What is expected: For the word "field", search the records and show each line in which it occurs.

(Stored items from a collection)
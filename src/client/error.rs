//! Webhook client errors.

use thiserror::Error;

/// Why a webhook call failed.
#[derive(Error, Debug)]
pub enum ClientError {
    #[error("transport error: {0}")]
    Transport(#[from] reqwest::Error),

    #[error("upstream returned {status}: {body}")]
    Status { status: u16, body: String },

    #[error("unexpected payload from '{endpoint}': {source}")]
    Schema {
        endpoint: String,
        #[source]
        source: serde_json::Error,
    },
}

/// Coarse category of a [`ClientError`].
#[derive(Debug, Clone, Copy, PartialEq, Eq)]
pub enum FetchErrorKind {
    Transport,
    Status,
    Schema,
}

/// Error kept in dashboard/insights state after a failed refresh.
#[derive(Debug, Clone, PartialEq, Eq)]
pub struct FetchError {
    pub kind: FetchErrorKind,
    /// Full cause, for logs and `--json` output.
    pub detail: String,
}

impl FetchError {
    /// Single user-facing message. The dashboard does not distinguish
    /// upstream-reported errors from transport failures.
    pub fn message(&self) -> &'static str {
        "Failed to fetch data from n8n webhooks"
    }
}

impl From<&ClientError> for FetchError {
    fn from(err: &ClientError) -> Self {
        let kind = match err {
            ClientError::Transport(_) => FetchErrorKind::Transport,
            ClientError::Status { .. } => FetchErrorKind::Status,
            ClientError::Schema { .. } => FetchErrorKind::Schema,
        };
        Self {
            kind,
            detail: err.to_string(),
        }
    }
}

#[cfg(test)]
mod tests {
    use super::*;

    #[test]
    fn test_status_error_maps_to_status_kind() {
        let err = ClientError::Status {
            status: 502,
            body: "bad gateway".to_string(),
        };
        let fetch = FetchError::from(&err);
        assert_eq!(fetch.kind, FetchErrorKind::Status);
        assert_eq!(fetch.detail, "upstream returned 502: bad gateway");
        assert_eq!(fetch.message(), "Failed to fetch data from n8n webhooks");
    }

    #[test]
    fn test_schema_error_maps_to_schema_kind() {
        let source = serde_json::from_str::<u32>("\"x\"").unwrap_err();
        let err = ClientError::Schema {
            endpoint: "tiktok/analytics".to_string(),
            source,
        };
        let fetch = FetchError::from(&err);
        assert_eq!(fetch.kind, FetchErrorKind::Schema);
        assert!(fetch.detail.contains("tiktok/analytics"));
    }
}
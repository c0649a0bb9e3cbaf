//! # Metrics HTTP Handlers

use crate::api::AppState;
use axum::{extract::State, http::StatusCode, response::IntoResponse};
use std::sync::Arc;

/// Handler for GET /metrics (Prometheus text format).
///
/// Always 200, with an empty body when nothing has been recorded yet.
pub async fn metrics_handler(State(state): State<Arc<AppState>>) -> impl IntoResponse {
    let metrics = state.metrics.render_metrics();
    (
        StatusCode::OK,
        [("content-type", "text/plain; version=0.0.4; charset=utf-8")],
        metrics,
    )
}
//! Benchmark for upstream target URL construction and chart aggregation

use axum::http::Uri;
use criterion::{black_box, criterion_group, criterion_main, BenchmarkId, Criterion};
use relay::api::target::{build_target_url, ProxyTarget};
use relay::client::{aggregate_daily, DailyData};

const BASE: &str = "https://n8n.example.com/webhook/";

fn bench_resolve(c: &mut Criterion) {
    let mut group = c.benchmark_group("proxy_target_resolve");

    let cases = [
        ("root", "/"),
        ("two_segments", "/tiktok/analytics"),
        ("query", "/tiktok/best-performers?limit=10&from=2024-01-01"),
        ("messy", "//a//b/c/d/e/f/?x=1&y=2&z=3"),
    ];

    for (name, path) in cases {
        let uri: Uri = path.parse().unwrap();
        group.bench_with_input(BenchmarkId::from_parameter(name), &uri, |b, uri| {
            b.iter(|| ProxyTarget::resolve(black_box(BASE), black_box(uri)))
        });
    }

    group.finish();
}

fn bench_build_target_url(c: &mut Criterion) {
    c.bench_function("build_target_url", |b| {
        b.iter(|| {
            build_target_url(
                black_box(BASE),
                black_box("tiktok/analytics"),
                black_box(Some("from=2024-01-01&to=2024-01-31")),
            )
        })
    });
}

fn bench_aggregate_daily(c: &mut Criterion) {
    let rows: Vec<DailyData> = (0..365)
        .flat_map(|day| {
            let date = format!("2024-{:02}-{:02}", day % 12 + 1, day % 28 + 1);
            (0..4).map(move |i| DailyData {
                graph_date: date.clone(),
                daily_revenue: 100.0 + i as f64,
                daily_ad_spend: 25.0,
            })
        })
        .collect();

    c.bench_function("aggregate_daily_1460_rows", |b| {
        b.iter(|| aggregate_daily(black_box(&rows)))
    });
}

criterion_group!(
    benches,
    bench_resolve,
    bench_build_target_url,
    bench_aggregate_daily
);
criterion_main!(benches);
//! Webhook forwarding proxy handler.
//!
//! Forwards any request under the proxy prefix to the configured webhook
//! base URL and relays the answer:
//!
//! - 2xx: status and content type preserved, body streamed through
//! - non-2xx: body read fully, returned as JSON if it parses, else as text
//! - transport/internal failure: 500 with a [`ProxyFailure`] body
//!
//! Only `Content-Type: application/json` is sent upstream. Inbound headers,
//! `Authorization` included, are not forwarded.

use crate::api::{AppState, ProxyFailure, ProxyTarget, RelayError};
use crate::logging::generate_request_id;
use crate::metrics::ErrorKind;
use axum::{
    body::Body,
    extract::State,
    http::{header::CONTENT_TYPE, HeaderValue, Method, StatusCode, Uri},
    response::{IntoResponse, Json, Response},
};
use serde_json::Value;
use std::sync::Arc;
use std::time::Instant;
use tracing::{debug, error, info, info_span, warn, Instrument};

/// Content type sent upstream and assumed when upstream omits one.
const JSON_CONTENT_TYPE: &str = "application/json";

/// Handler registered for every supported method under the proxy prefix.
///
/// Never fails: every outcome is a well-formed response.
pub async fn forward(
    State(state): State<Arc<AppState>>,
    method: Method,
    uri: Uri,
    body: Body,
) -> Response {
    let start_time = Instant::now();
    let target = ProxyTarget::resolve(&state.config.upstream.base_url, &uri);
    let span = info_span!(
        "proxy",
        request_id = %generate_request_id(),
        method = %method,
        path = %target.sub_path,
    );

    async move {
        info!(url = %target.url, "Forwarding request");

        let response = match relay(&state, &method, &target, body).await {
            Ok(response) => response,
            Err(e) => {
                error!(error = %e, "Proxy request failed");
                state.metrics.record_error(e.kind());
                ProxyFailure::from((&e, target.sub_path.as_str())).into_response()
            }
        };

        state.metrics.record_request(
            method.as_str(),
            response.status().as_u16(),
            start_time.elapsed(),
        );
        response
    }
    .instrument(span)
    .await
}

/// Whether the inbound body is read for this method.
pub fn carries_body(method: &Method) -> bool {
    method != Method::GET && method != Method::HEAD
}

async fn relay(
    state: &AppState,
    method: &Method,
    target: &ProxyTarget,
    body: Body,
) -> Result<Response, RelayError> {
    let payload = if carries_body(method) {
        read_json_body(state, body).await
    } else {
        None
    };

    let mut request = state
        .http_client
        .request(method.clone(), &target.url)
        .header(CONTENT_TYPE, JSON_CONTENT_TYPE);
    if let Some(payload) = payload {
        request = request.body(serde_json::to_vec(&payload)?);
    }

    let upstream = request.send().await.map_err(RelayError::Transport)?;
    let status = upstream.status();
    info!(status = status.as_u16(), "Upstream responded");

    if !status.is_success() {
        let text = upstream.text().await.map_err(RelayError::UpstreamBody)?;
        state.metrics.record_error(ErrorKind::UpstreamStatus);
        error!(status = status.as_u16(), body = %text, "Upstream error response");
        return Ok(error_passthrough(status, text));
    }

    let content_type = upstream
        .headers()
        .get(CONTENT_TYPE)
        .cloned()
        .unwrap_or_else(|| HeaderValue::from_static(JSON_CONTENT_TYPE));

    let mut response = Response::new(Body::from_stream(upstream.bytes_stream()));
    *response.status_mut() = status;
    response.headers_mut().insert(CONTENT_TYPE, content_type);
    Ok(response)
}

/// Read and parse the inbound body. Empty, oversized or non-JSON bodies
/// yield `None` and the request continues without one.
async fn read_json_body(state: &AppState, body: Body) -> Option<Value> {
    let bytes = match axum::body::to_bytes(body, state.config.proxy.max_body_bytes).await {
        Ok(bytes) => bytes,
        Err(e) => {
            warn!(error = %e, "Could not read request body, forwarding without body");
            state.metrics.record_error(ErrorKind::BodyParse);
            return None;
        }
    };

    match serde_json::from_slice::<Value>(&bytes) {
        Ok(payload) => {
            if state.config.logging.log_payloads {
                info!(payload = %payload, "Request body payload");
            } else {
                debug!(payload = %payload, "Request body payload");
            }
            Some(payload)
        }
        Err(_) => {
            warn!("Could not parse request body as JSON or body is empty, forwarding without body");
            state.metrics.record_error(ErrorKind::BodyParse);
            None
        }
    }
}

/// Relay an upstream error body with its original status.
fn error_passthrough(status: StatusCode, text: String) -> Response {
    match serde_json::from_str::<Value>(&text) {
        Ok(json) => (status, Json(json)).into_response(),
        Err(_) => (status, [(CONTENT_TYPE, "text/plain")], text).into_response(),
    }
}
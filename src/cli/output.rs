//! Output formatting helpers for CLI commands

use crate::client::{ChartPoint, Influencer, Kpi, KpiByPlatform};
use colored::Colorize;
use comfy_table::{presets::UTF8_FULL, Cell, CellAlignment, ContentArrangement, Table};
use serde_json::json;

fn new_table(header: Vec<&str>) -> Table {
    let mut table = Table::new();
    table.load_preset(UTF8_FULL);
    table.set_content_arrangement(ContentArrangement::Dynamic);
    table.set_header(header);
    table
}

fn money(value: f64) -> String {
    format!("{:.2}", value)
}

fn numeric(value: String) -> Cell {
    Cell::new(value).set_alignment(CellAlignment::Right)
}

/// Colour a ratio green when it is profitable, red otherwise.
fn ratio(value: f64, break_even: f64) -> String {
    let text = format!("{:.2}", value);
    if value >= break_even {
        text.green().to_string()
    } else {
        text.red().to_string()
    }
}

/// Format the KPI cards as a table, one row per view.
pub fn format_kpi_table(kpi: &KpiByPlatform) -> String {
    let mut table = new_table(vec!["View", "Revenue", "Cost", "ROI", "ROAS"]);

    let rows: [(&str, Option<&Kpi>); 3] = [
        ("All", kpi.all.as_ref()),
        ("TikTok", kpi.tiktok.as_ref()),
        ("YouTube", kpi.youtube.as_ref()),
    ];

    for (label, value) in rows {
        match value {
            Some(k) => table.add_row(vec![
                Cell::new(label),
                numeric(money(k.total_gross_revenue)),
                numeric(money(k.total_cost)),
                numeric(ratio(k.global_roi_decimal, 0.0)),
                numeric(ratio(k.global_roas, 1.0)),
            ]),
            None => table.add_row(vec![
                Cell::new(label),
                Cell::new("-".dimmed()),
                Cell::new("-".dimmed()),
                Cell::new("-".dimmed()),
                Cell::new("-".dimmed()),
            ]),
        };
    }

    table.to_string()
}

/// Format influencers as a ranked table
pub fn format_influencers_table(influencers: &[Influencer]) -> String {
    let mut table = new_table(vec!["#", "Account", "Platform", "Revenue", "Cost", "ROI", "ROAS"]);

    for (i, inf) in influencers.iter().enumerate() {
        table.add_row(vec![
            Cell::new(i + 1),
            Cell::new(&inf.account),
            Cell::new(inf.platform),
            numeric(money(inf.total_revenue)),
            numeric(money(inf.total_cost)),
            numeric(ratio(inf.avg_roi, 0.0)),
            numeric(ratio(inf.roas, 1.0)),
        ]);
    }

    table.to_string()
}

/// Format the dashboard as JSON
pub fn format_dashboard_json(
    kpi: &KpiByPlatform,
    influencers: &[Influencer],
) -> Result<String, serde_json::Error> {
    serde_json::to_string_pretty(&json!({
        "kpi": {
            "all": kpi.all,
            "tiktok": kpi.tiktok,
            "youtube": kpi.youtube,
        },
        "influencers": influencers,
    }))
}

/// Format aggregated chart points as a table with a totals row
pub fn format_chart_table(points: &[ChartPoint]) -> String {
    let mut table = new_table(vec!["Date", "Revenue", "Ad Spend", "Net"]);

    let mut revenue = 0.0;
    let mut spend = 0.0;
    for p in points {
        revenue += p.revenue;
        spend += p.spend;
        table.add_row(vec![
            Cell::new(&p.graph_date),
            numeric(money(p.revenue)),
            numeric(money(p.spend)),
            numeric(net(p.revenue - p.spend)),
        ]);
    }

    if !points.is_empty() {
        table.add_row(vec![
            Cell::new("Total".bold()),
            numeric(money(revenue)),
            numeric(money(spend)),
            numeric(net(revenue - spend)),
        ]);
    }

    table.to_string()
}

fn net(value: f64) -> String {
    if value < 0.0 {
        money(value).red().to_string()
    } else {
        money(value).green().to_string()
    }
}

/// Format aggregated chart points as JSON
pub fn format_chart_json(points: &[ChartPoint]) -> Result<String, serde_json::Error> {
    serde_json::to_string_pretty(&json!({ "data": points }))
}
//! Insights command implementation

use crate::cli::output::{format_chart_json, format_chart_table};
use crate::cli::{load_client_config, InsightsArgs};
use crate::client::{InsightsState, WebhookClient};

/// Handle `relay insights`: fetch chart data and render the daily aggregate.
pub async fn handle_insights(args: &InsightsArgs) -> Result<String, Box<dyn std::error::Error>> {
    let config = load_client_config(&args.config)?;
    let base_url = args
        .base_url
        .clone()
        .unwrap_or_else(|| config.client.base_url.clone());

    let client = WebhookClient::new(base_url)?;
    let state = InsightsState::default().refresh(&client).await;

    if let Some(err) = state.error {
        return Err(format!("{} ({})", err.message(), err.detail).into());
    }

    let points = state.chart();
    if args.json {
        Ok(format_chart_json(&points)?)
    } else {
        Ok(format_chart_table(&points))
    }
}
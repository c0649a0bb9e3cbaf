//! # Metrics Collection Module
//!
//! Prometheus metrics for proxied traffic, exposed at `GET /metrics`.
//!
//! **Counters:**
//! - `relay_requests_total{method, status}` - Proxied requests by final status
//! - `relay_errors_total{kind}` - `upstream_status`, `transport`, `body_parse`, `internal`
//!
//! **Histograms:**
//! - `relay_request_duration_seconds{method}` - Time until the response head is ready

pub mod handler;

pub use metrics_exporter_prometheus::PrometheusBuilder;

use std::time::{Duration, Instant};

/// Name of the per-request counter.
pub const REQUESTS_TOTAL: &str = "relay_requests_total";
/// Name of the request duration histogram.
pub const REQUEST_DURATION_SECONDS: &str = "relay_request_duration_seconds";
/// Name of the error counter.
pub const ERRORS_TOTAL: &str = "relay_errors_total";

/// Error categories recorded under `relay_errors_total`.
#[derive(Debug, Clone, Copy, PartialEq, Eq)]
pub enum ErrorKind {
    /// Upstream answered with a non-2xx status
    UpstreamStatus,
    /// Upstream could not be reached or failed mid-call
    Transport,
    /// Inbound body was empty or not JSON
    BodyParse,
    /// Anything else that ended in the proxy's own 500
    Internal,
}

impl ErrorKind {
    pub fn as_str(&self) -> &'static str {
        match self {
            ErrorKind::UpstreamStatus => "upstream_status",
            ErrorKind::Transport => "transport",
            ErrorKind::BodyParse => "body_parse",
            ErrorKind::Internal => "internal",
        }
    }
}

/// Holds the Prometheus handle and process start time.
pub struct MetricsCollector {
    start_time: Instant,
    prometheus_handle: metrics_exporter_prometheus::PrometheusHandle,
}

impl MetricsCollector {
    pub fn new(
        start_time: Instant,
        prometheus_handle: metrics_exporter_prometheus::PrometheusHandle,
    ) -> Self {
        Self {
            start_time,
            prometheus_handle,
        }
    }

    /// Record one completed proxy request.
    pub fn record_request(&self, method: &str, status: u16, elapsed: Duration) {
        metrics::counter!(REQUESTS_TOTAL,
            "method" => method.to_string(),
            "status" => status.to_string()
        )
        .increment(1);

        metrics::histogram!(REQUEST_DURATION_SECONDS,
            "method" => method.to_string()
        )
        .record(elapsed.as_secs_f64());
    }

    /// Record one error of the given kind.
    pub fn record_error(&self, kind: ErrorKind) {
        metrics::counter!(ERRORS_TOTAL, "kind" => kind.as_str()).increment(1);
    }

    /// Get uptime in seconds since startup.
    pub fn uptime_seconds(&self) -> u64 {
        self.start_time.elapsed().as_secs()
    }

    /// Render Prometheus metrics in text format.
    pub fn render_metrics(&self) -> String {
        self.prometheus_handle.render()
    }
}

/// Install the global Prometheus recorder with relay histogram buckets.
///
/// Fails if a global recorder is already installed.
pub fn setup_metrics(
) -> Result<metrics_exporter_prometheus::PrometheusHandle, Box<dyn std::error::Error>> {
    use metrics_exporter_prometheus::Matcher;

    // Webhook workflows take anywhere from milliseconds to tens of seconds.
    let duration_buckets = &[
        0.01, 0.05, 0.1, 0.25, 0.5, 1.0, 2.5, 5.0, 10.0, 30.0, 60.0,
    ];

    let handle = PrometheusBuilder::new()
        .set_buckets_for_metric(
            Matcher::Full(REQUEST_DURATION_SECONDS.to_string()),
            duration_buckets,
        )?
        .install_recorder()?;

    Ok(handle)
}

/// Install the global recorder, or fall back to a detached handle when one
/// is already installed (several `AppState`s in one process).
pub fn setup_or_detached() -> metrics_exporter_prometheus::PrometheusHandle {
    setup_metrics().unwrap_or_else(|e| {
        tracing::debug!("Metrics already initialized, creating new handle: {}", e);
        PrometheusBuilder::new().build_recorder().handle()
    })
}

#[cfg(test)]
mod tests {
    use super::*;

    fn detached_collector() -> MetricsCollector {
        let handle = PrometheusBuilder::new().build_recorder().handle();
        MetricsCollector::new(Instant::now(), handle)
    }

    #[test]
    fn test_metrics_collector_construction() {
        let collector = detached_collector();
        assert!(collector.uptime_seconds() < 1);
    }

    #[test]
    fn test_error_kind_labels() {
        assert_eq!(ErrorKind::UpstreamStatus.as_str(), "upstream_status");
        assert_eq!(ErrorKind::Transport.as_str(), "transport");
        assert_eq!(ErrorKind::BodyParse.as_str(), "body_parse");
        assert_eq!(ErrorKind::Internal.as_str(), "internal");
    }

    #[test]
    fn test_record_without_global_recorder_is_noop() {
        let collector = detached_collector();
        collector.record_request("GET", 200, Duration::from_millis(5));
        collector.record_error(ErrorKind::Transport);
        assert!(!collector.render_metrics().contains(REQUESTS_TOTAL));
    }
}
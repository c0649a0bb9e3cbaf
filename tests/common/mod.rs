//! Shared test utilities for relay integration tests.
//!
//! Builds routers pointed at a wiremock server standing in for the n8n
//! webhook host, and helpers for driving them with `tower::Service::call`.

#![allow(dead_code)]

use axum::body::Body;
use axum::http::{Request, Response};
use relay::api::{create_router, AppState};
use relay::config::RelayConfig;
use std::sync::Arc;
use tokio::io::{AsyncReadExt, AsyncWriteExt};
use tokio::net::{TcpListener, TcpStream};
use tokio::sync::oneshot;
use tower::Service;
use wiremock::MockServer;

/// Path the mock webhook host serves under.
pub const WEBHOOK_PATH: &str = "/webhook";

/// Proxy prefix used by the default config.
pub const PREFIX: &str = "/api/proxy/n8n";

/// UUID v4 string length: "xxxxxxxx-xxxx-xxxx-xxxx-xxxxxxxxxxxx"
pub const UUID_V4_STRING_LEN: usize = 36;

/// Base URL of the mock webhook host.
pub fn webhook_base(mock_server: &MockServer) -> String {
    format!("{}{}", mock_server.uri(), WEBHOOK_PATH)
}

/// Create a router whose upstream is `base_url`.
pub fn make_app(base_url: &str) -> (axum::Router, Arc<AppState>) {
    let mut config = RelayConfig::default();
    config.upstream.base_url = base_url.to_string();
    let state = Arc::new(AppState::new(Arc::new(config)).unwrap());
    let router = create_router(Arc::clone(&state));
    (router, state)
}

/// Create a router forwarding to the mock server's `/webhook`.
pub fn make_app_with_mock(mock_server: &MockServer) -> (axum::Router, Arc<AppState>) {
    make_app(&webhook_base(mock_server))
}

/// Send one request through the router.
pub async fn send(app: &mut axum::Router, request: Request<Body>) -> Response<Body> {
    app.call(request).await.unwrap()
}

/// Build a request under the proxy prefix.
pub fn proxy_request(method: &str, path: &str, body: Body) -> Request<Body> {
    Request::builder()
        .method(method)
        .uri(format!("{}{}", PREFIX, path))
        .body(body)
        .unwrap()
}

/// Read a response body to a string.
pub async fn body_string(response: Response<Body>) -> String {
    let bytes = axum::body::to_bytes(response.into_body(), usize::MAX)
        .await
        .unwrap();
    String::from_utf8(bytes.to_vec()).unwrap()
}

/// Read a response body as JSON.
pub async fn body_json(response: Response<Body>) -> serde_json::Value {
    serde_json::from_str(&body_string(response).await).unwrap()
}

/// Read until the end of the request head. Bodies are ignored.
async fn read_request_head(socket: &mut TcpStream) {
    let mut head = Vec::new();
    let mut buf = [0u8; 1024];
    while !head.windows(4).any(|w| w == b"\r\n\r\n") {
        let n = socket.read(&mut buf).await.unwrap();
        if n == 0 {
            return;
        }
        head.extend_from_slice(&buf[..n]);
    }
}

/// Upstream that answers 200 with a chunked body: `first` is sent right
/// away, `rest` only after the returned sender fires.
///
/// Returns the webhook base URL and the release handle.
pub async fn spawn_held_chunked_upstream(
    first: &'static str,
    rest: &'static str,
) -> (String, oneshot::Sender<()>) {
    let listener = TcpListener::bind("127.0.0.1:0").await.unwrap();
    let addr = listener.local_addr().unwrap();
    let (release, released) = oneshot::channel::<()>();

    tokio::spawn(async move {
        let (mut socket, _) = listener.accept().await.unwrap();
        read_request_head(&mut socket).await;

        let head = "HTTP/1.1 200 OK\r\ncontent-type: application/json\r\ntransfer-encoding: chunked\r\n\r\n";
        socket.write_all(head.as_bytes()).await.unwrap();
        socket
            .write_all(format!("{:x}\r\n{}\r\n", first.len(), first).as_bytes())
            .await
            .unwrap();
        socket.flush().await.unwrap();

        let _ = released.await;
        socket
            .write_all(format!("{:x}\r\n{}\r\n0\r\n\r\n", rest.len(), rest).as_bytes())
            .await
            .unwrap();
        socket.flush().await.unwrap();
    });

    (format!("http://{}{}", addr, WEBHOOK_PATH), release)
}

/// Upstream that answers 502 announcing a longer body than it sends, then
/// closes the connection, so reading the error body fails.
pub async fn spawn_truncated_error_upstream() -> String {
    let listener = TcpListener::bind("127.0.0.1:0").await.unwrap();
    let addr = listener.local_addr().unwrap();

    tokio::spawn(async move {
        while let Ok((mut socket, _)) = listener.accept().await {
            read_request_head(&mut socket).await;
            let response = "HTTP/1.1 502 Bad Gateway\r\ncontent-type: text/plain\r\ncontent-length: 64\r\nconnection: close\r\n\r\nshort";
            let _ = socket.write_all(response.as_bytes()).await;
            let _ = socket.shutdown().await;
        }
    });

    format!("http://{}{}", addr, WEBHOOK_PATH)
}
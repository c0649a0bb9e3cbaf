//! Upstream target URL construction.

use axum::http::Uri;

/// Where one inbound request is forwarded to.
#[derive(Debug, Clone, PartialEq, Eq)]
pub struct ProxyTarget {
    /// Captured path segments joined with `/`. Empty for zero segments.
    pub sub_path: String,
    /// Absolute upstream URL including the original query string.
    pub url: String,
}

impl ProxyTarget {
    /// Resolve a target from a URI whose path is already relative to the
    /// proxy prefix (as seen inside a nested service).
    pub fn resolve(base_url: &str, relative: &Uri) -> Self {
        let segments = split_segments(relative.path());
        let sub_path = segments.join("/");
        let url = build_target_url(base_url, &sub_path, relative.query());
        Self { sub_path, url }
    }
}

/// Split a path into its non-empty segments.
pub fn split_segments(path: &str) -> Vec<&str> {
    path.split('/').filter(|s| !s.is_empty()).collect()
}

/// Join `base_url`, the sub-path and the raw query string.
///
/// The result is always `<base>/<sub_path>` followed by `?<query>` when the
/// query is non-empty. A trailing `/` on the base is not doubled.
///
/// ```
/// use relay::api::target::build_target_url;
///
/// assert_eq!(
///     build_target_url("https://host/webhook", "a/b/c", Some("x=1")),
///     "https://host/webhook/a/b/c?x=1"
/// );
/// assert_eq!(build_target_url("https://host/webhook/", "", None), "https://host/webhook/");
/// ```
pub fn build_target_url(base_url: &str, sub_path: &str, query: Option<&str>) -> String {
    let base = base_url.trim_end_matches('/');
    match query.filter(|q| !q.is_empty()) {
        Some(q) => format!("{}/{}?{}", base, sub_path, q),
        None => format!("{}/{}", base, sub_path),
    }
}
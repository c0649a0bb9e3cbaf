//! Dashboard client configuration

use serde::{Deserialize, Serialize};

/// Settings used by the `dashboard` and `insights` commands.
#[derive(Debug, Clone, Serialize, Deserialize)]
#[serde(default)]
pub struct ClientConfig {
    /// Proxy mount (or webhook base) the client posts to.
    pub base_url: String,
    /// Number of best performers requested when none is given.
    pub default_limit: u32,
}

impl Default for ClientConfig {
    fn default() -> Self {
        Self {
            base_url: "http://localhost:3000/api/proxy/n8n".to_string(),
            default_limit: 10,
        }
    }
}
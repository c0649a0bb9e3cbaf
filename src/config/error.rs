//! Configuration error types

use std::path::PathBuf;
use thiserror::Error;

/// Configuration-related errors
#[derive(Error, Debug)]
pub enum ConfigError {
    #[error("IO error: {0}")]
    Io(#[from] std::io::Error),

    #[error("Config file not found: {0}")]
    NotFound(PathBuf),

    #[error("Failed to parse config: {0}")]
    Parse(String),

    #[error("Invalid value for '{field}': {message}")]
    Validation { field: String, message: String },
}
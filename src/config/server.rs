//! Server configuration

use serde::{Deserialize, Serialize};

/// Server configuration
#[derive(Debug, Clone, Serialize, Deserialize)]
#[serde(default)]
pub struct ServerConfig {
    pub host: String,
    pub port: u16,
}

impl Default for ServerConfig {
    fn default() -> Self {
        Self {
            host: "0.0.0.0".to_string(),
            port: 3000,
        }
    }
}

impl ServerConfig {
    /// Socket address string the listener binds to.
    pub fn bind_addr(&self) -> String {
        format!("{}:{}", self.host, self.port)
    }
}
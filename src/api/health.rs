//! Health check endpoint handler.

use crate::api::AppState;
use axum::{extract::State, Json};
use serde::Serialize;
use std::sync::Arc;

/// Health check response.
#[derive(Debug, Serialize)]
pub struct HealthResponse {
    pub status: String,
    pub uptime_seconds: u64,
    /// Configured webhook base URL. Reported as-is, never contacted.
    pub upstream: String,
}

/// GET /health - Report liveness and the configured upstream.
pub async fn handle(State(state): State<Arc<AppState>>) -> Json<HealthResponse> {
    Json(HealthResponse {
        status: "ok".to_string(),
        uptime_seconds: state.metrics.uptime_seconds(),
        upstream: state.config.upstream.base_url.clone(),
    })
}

Solution to the exercise:
    #[error("Invalid value for '{field}': {message}")]
    Validation { field: String, message: String },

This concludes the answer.